在oracle中比较行值

Question

I have Table1 with three columns:

 Key | Date   | Price
----------------------
 1   | 26-May | 2
 1   | 25-May | 2
 1   | 24-May | 2
 1   | 23 May | 3
 1   | 22 May | 4
 2   | 26-May | 2
 2   | 25-May | 2
 2   | 24-May | 2
 2   | 23 May | 3
 2   | 22 May | 4

I want to select the row where value 2 was last updated (24-May) . The Date was sorted using RANK function. I am not able to get the desired results. Any help will be appreciated.

SELECT *
  FROM (SELECT key, DATE, price,
               RANK() over (partition BY key order by DATE DESC) AS r2 
          FROM Table1 ORDER BY DATE DESC) temp;

Answer 1

Another way of looking at the problem is that you want to find the most recent record with a price different from the last price. Then you want the next record.

with lastprice as (
      select t.*
      from (select t.*
            from table1 t
            order by date desc
           ) t
      where rownum = 1
     )
select t.*
from (select t.*
      from table1 t
      where date > (select max(date)
                    from table1 t2
                    where t2.price <> (select price from lastprice)
                   )
     order by date asc
    ) t
where rownum = 1;

This query looks complicated.
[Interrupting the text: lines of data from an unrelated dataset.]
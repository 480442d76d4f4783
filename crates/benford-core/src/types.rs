use serde::{Deserialize, Serialize};

/// A leading-digit sequence of fixed width (e.g. 42 for "starts with 42").
pub type DigitGroup = u64;

/// Proportions expressed as fractions (0.30 = 30%). Never as percentages.
pub type Proportion = f64;

/// Standard computation output envelope
#[derive(Debug, Clone, Serialize, Deserialize)]
pub struct ComputationOutput<T: Serialize> {
    pub result: T,
    pub methodology: String,
    pub assumptions: serde_json::Value,
    pub warnings: Vec<String>,
    pub metadata: ComputationMetadata,
}

/// Metadata for every computation
#[derive(Debug, Clone, Serialize, Deserialize)]
pub struct ComputationMetadata {
    pub version: String,
    pub computation_time_us: u64,
    pub precision: String,
}

/// Helper to wrap computation results with metadata
pub fn with_metadata<T: Serialize>(
    methodology: &str,
    assumptions: &impl Serialize,
    warnings: Vec<String>,
    elapsed_us: u64,
    result: T,
) -> ComputationOutput<T> {
    ComputationOutput {
        result,
        methodology: methodology.to_string(),
        assumptions: serde_json::to_value(assumptions).unwrap_or_default(),
        warnings,
        metadata: ComputationMetadata {
            version: env!("CARGO_PKG_VERSION").to_string(),
            computation_time_us: elapsed_us,
            precision: "ieee754_f64".to_string(),
        },
    }
}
But, it is structured so it can take advantage of indexes on table1(date) . The subqueries are necessary in Oracle pre-12. In the most recent version, you can use fetch first 1 row only .

EDIT:

Another solution is to use lag() and find the most recent time when the value changed:

select t1.*
from (select t1.*
      from (select t1.*,
                   lag(price) over (order by date) as prev_price
            from table1 t1
           ) t1
      where prev_price is null or prev_price <> price
      order by date desc
     ) t1
where rownum = 1;

Under many circumstances, I would expect the first version to have better performance, because the only heavy work is done in the innermost subquery to get the max(date) . This verson has to calculate the lag() as well as doing the order by . However, if performance is an issue, you should test on your data in your environment.

EDIT II:

My best guess is that you want this per key . Your original question says nothing about key , but:

select t1.*
from (select t1.*,
             row_number() over (partition by key order by date desc) as seqnum
      from (select t1.*,
                   lag(price) over (partition by key order by date) as prev_price
            from table1 t1
           ) t1
      where prev_price is null or prev_price <> price
      order by date desc
     ) t1
where seqnum = 1;

Answer 2

You can try this:-

SELECT Date FROM Table1
WHERE Price = 2
AND PrimaryKey = (SELECT MAX(PrimaryKey) FROM Table1
                  WHERE Price = 2)

Answer 3

This is very similar to the second option by Gordon Linoff but introduces a second windowed function row_number() to locate the most recent row that changed the price. This will work for all or a range of keys.

select
* 
from (
      select
            *
            , row_number() over(partition by Key order by [date] DESC) rn
      from (
            select
                *
                , NVL(lag(Price) over(partition by Key order by [date] DESC),0) prevPrice
            from table1
            where Key IN (1,2,3,4,5) -- as an example
           )
      where Price <> prevPrice
     )
where rn = 1

apologies but I haven't been able to test this at all.